Reproduce every entry exactly as given.

+--

//! API Error Handling
//!
//! Unified error types and conversion for API responses.

use axum::{
    Json,
    http::StatusCode,
    response::{IntoResponse, Response},
};
use echocast_store::StoreError;

/// API error type
#[derive(Debug)]
pub enum ApiError {
    NotFound(String),
    BadRequest(String),
    /// The request was understood but could not be durably accepted.
    Unavailable(String),
    StoreError(StoreError),
}

impl IntoResponse for ApiError {
    fn into_response(self) -> Response {
        let (status, message) = match self {
            ApiError::NotFound(msg) => (StatusCode::NOT_FOUND, msg),
            ApiError::BadRequest(msg) => (StatusCode::BAD_REQUEST, msg),
            ApiError::Unavailable(msg) => {
                tracing::error!("Service unavailable: {}", msg);
                (StatusCode::SERVICE_UNAVAILABLE, msg)
            }
            ApiError::StoreError(err) => {
                tracing::error!("Store error: {:?}", err);
                (
                    StatusCode::INTERNAL_SERVER_ERROR,
                    "Internal server error".to_string(),
                )
            }
        };

        (status, Json(serde_json::json!({ "error": message }))).into_response()
    }
}

impl From<StoreError> for ApiError {
    fn from(err: StoreError) -> Self {
        ApiError::StoreError(err)
    }
}

pub type ApiResult<T> = Result<T, ApiError>;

+--

• **Your solution**:
//! API Error Handling
//!
//! Unified error types and conversion for API responses.

use axum::{
    Json,
    http::StatusCode,
    response::{IntoResponse, Response},
};
use echocast_store::StoreError;

/// API error type
#[derive(Debug)]
pub enum ApiError {
    NotFound(String),
    BadRequest(String),
    /// The request was understood but could not be durably accepted.
    Unavailable(String),
    StoreError(StoreError),
}

impl IntoResponse for ApiError {
    fn into_response(self) -> Response {
        let (status, message) = match self {
            ApiError::NotFound(msg) => (StatusCode::NOT_FOUND, msg),
            ApiError::BadRequest(msg) => (StatusCode::BAD_REQUEST, msg),
            ApiError::Unavailable(msg) => {
                tracing::error!("Service unavailable: {}", msg);
                (StatusCode::SERVICE_UNAVAILABLE, msg)
            }
            ApiError::StoreError(err) => {
                tracing::error!("Store error: {:?}", err);
                (
                    StatusCode::INTERNAL_SERVER_ERROR,
                    "Internal server error".to_string(),
                )
            }
        };

        (status, Json(serde_json::json!({ "error": message }))).into_response()
    }
}

impl From<StoreError> for ApiError {
    fn from(err: StoreError) -> Self {
        ApiError::StoreError(err)
    }
}

pub type ApiResult<T> = Result<T, ApiError>;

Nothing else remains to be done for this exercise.